Re: Requesting certificates

[li...@lazygranch.com]

On Fri, 22 Dec 2017 09:52:13 +
Dominic Raferd  wrote:

> On 22 December 2017 at 09:38, li...@lazygranch.com
>  wrote:
> 
> > ​...
> > From main.cf (sanitized):
> > 
> > # TLS
> > smtpd_use_tls = yes
> > ​​
> > smtpd_tls_security_level = may
> > smtpd_tls_auth_only = yes
> > smtpd_tls_key_file = /etc/letsencrypt/live/mydomain.com/privkey.pem
> > smtpd_tls_cert_file
> > = /etc/letsencrypt/live/mydomain.com/fullchain.pem
> > smtpd_tls_loglevel = 1 smtpd_tls_received_header = yes
> > #next line experimental
> > ​​
> > smtpd_tls_ask_ccert = yes
> > smtpd_tls_session_cache_timeout = 3600s
> > tls_random_source = dev:/dev/urandom  
> 
> 
> BTW, smtpd_use_tls = yes is deprecated for Postfix 2.3+: ​
> ​
> smtpd_tls_security_level = may achieves the same thing.

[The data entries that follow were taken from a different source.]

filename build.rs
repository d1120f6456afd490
use std::process::Command;

fn main() {
    // Capture build timestamp
    let now = chrono::Utc::now();
    println!(
        "cargo:rustc-env=BUILD_TIMESTAMP={}",
        now.format("%Y-%m-%d %H:%M:%S UTC")
    );

    // Try to capture git commit hash
    let git_hash = Command::new("git")
        .args(["rev-parse", "--short", "HEAD"])
        .output()
        .ok()
        .and_then(|output| {
            if output.status.success() {
                String::from_utf8(output.stdout).ok()
            } else {
                None
            }
        })
        .map(|s| s.trim().to_string())
        .unwrap_or_else(|| "unknown".to_string());

    println!("cargo:rustc-env=GIT_COMMIT_HASH={}", git_hash);

    // Rerun if git HEAD changes
    println!("cargo:rerun-if-changed=.git/HEAD");
    println!("cargo:rerun-if-changed=.git/refs/heads");
}
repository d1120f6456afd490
//! Denormalized vector store: one row per (chunk, location) pair.
pub mod lance;

pub use lance::LanceStore;

use crate::embedding::Embedding;
use crate::error::GitCtxError;
use crate::git::BlobLocation;
use async_trait::async_trait;
use std::collections::HashMap;

/// On-disk row: an `Embedding`'s fields plus one flattened `BlobLocation`.
#[derive(Debug, Clone)]
pub struct ChunkRecord {
    pub id: String,
    pub vector: Vec<f32>,
    pub blob_sha: String,
    pub chunk_index: usize,
    pub total_chunks: usize,
    pub chunk_content: String,
    pub start_line: usize,
    pub end_line: usize,
    pub language: String,
    pub token_count: usize,
    pub model: String,
    pub location: BlobLocation,
}

/// A search result surfaced to formatters: a stored row plus its distance.
#[derive(Debug, Clone)]
pub struct SearchHit {
    pub record: ChunkRecord,
    pub distance: f32,
}

/// `{last_commit, indexed_blob_shas, embedding_model, timestamp}`, written
/// atomically after a successful index run.
#[derive(Debug, Clone, Default)]
pub struct IndexState {
    pub last_commit: Option<String>,
    pub indexed_blob_shas: Vec<String>,
    pub embedding_model: Option<String>,
    pub timestamp: i64,
}

#[derive(Debug, Clone, Default)]
pub struct StoreStatistics {
    pub total_chunks: usize,
    pub total_files: usize,
    pub total_blobs: usize,
    pub total_commits: usize,
    pub model: Option<String>,
}

/// `blob_sha -> its locations`, the shape `add_chunks_batch` consumes so a
/// skipped (already-indexed) blob can still have its location rows
/// refreshed without re-embedding.
pub type LocationsBySha = HashMap<String, Vec<BlobLocation>>;

#[async_trait]
pub trait VectorStore: Send + Sync {
    /// Inserts one row per `(embedding, location)` pair. `locations` supplies
    /// the full location set for every blob touched in this call, including
    /// blobs present only because their locations need refreshing (no
    /// matching `embeddings` entries for those).
    async fn add_chunks_batch(
        &self,
        embeddings: &[Embedding],
        locations: &LocationsBySha,
    ) -> Result<usize, GitCtxError>;

    /// Refreshes location rows for an already-embedded blob without
    /// touching its vectors, recomputing `is_head`.
    async fn refresh_locations(
        &self,
        blob_sha: &str,
        locations: &[BlobLocation],
    ) -> Result<(), GitCtxError>;

    /// Builds or refreshes the ANN index. A no-op below the configured row
    /// threshold.
    async fn optimize(&self) -> Result<(), GitCtxError>;

    async fn search(
        &self,
        query_vector: &[f32],
        limit: usize,
        head_only: bool,
    ) -> Result<Vec<SearchHit>, GitCtxError>;

    async fn get_query_embedding(&self, cache_key: &str) -> Result<Option<Vec<f32>>, GitCtxError>;

    async fn cache_query_embedding(
        &self,
        cache_key: &str,
        query_text: &str,
        vector: &[f32],
        model: &str,
    ) -> Result<(), GitCtxError>;

    async fn load_index_state(&self) -> Result<IndexState, GitCtxError>;

    async fn save_index_state(&self, state: &IndexState) -> Result<(), GitCtxError>;

    async fn count(&self) -> Result<usize, GitCtxError>;

    async fn get_statistics(&self) -> Result<StoreStatistics, GitCtxError>;
}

Thanks. I just commented out the line and everything works the same. 
I have 
compatibility_level = 2
in the main.cf. 

Re: Requesting certificates

[Dominic Raferd]

On 22 December 2017 at 09:38, li...@lazygranch.com 
wrote:

> ​...
> From main.cf (sanitized):
> 
> # TLS
> smtpd_use_tls = yes
> ​​
> smtpd_tls_security_level = may
> smtpd_tls_auth_only = yes
> smtpd_tls_key_file = /etc/letsencrypt/live/mydomain.com/privkey.pem
> smtpd_tls_cert_file = /etc/letsencrypt/live/mydomain.com/fullchain.pem
> smtpd_tls_loglevel = 1
> smtpd_tls_received_header = yes
> #next line experimental
> ​​
> smtpd_tls_ask_ccert = yes
> smtpd_tls_session_cache_timeout = 3600s
> tls_random_source = dev:/dev/urandom


BTW, smtpd_use_tls = yes is deprecated for Postfix 2.3+: ​
​
smtpd_tls_security_level = may achieves the same thing.